What is being asked -
In the records below, which lines include "IsApiSuccess"? Copy them.

Information given -
+++

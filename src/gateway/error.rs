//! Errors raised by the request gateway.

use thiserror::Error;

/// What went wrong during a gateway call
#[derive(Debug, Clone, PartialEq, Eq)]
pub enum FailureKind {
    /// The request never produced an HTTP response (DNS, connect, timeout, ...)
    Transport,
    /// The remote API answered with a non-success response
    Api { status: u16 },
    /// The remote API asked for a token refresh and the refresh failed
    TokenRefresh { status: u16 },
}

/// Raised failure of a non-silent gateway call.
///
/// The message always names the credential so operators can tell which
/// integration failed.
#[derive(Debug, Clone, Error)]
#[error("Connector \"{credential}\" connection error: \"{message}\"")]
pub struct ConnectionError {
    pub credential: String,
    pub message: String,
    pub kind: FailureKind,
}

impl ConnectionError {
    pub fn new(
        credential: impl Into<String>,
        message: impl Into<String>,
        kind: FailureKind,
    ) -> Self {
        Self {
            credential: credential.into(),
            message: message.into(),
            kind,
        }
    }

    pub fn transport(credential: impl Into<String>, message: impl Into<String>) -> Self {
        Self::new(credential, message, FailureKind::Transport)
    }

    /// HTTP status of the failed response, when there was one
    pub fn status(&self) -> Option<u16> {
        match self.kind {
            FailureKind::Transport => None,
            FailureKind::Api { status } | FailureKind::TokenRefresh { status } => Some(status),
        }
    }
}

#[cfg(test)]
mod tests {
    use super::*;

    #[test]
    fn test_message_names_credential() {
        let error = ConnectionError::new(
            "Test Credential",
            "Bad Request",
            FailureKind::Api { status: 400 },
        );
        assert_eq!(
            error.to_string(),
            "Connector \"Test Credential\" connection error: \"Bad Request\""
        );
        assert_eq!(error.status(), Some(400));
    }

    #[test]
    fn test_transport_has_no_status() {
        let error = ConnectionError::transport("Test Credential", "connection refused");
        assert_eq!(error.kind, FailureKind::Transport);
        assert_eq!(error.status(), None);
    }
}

+++

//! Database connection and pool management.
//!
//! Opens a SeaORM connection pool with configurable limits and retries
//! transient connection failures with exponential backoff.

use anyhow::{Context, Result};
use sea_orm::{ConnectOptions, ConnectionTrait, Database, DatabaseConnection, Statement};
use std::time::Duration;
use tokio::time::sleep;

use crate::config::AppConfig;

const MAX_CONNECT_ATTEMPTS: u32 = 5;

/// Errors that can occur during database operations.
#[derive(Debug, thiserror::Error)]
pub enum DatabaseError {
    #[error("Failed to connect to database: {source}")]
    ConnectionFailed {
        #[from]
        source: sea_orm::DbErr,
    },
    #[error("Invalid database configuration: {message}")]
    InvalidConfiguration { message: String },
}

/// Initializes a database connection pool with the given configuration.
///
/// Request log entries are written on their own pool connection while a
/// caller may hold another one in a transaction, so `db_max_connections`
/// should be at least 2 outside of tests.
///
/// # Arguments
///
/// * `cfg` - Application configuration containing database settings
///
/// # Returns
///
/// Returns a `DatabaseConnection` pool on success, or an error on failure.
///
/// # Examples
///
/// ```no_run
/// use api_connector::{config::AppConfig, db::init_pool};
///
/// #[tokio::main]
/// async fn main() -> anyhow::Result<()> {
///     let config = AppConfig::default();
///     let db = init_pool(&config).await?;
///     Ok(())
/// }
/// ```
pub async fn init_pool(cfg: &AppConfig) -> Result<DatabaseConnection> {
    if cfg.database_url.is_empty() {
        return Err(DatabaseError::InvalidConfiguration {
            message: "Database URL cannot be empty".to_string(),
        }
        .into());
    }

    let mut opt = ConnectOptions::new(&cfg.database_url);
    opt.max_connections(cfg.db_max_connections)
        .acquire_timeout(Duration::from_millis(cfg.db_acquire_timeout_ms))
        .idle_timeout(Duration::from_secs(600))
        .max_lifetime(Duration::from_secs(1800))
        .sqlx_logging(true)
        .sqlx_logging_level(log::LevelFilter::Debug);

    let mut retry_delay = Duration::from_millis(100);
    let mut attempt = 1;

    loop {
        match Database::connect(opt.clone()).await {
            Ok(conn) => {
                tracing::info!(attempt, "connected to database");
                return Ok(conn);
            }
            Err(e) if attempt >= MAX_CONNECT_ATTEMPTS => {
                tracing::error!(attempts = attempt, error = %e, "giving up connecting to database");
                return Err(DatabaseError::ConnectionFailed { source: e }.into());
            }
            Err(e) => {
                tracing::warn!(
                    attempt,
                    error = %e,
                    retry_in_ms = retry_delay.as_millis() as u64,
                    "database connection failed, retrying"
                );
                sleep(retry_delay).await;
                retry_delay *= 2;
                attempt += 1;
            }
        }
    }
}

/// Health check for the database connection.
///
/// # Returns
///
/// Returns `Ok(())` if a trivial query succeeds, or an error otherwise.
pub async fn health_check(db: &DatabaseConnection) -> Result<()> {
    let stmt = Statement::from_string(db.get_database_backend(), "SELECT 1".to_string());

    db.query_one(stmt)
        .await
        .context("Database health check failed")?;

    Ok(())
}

+++

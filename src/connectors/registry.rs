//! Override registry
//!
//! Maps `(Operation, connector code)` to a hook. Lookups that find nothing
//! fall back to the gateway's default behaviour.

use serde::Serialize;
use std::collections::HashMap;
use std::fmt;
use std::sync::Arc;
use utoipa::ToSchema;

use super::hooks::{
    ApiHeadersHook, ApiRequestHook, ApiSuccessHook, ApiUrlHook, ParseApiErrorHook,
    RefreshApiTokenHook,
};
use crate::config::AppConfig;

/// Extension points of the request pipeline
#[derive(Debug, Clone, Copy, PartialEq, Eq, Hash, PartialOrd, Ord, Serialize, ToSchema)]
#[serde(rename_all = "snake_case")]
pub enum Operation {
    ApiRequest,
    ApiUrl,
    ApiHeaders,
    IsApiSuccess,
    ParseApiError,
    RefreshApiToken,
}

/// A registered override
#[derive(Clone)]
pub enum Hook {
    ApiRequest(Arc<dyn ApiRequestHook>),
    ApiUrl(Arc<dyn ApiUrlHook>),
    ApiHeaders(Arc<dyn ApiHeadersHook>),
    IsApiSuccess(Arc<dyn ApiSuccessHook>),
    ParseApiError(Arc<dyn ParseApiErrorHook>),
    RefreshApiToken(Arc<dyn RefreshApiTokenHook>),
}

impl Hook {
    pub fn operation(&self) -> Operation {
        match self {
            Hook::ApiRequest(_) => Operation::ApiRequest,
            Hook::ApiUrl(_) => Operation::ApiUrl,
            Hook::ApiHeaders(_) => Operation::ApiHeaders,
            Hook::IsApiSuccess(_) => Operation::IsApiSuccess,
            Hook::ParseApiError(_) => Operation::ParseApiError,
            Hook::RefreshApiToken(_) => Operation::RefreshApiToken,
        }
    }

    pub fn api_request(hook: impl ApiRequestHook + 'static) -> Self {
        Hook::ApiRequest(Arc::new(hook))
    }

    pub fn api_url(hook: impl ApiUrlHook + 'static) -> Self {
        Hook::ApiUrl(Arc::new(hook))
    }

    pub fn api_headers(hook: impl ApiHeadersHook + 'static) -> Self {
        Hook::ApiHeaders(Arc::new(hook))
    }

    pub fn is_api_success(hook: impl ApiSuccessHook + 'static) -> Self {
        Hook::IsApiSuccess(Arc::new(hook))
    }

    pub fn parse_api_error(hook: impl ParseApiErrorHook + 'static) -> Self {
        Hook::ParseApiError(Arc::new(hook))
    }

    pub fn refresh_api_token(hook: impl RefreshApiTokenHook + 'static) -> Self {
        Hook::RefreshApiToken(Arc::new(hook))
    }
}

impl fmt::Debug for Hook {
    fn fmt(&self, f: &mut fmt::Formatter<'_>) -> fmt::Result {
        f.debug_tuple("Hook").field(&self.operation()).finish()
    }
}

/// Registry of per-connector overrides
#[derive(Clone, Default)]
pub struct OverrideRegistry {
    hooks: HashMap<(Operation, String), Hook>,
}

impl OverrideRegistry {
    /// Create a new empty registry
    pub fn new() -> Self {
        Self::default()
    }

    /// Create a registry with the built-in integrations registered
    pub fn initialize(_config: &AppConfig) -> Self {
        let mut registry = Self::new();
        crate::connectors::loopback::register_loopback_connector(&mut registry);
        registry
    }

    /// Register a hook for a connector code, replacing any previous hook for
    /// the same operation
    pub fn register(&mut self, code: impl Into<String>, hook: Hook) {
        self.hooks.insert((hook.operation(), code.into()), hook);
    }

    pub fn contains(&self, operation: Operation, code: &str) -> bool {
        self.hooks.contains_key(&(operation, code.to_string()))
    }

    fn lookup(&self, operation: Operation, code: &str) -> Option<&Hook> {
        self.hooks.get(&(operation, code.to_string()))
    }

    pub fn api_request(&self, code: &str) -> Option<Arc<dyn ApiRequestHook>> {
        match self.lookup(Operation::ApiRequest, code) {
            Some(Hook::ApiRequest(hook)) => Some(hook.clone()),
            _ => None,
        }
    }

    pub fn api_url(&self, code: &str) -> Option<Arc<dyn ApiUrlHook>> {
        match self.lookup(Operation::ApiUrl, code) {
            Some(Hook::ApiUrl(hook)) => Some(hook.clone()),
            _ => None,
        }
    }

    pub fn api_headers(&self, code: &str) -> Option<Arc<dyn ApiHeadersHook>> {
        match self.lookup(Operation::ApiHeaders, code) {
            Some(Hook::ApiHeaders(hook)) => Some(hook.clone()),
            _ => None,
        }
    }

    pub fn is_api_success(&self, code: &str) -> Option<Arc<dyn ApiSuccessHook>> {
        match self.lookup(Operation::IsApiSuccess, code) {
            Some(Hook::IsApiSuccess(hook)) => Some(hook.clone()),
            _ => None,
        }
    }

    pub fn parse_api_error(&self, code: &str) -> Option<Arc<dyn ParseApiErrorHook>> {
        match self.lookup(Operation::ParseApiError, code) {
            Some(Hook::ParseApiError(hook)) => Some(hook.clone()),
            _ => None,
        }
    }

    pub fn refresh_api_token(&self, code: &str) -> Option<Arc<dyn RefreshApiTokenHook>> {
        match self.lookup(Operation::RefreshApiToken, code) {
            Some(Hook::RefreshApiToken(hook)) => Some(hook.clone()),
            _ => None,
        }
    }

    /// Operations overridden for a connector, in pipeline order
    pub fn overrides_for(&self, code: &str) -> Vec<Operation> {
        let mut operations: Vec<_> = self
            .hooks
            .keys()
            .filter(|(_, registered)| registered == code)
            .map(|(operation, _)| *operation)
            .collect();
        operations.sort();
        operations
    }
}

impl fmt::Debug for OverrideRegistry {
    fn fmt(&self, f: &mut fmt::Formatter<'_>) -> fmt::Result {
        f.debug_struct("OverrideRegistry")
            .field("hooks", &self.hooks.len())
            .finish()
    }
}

+++

Reply to the exercise -
    IsApiSuccess,
    IsApiSuccess(Arc<dyn ApiSuccessHook>),
            Hook::IsApiSuccess(_) => Operation::IsApiSuccess,
        Hook::IsApiSuccess(Arc::new(hook))
        match self.lookup(Operation::IsApiSuccess, code) {
            Some(Hook::IsApiSuccess(hook)) => Some(hook.clone()),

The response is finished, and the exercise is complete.